Records from a data collection:
- Opening Delimiter -

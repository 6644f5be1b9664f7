//! Colored terminal output utilities.

use console::{Style, Term};

/// Terminal output formatter.
pub(crate) struct Output {
    term: Term,
    stdout: Term,
    green: Style,
    red: Style,
}

impl Output {
    /// Create a new output formatter.
    #[must_use]
    pub(crate) fn new() -> Self {
        Self {
            term: Term::stderr(),
            stdout: Term::stdout(),
            green: Style::new().green(),
            red: Style::new().red(),
        }
    }

    /// Print an info message.
    pub(crate) fn info(&self, msg: &str) {
        let _ = self.term.write_line(msg);
    }

    /// Print a success message (green).
    pub(crate) fn success(&self, msg: &str) {
        let _ = self.term.write_line(&self.green.apply_to(msg).to_string());
    }

    /// Print an error message (red).
    pub(crate) fn error(&self, msg: &str) {
        let _ = self.term.write_line(&self.red.apply_to(msg).to_string());
    }

    /// Print command output meant for piping (stdout, unstyled).
    pub(crate) fn result(&self, msg: &str) {
        let _ = self.stdout.write_line(msg);
    }
}
//! `crumbs build` command implementation.

use std::fs;
use std::path::{Path, PathBuf};

use clap::Args;
use crumbs_site::{BreadcrumbsPlugin, FileOrigin, FileSet};

use super::ConfigArgs;
use crate::error::CliError;
use crate::output::Output;

/// Arguments for the build command.
#[derive(Args)]
pub(crate) struct BuildArgs {
    /// Output directory for processed pages.
    #[arg(short, long, default_value = "site")]
    output_dir: PathBuf,

    #[command(flatten)]
    config: ConfigArgs,
}

impl BuildArgs {
    pub(crate) fn execute(self) -> Result<(), CliError> {
        let output = Output::new();
        let config = self.config.load()?;

        let mut plugin = BreadcrumbsPlugin::configure(&config)?;

        output.info(&format!("Source: {}", plugin.docs_dir().display()));
        output.info(&format!("Output: {}", self.output_dir.display()));

        let mut files = FileSet::scan(plugin.docs_dir())?;
        plugin.discover_files(&mut files)?;

        let pages = write_site(&plugin, &files, &self.output_dir)?;

        output.success(&format!(
            "Wrote {pages} pages ({} files) to {}",
            files.len(),
            self.output_dir.display()
        ));
        Ok(())
    }
}

/// Write every published file under `output_dir`.
///
/// Markdown pages get their breadcrumb trail prepended; other files are
/// copied unchanged. Returns the number of markdown pages written.
fn write_site(
    plugin: &BreadcrumbsPlugin,
    files: &FileSet,
    output_dir: &Path,
) -> Result<usize, CliError> {
    let mut pages = 0;

    for file in files {
        let dest = output_dir.join(file.src_path());
        if let Some(parent) = dest.parent() {
            fs::create_dir_all(parent).map_err(|source| CliError::Io {
                path: parent.to_path_buf(),
                source,
            })?;
        }

        if file.is_markdown() {
            let body = file.read()?;
            let page = plugin.render_page(&file.url(), &body);
            fs::write(&dest, page).map_err(|source| CliError::Io {
                path: dest.clone(),
                source,
            })?;
            pages += 1;
            continue;
        }

        let written = match file.origin() {
            FileOrigin::Disk(path) => fs::copy(path, &dest).map(|_| ()),
            FileOrigin::Generated(content) => fs::write(&dest, content),
        };
        written.map_err(|source| CliError::Io { path: dest, source })?;
    }

    tracing::debug!(pages, "Wrote site");
    Ok(pages)
}

#[cfg(test)]
mod tests {
    use super::*;
    use crumbs_config::Config;
    use pretty_assertions::assert_eq;

    #[test]
    fn test_write_site_prepends_breadcrumbs_and_copies_assets() {
        let dir = tempfile::tempdir().unwrap();
        let docs = dir.path().join("docs");
        let out = dir.path().join("site");
        fs::create_dir_all(docs.join("guide/img")).unwrap();
        fs::write(docs.join("guide/install.md"), "# Install\n").unwrap();
        fs::write(docs.join("guide/img/shot.png"), [1u8, 2, 3]).unwrap();

        let mut config = Config::default();
        config.docs_resolved.source_dir = docs.clone();

        let mut plugin = BreadcrumbsPlugin::configure(&config).unwrap();
        let mut files = FileSet::scan(&docs).unwrap();
        plugin.discover_files(&mut files).unwrap();

        let pages = write_site(&plugin, &files, &out).unwrap();

        // guide/install.md plus generated index pages for /, guide, guide/img
        assert_eq!(pages, 4);
        assert_eq!(
            fs::read_to_string(out.join("guide/install.md")).unwrap(),
            "[Home](/) / [guide](/guide/) / install\n# Install\n"
        );
        assert_eq!(
            fs::read_to_string(out.join("guide/index.md")).unwrap(),
            "[Home](/) / guide\n# Index of guide\n\n- [img/](/guide/img/)\n- [install](install)\n"
        );
        assert_eq!(
            fs::read_to_string(out.join("index.md")).unwrap(),
            "[Home](/)\n# Index of /\n\n- [guide/](/guide/)\n"
        );
        assert_eq!(fs::read(out.join("guide/img/shot.png")).unwrap(), [1u8, 2, 3]);
    }
}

- Closing Delimiter -

--- TASK DESCRIPTION ---
Print, without alteration, only the lines above between the one holding "#[must_use]" and the one holding "an info message.", inclusive.

--- ANSWER TO THIS PROBLEM ---
    #[must_use]
    pub(crate) fn new() -> Self {
        Self {
            term: Term::stderr(),
            stdout: Term::stdout(),
            green: Style::new().green(),
            red: Style::new().red(),
        }
    }

    /// Print an info message.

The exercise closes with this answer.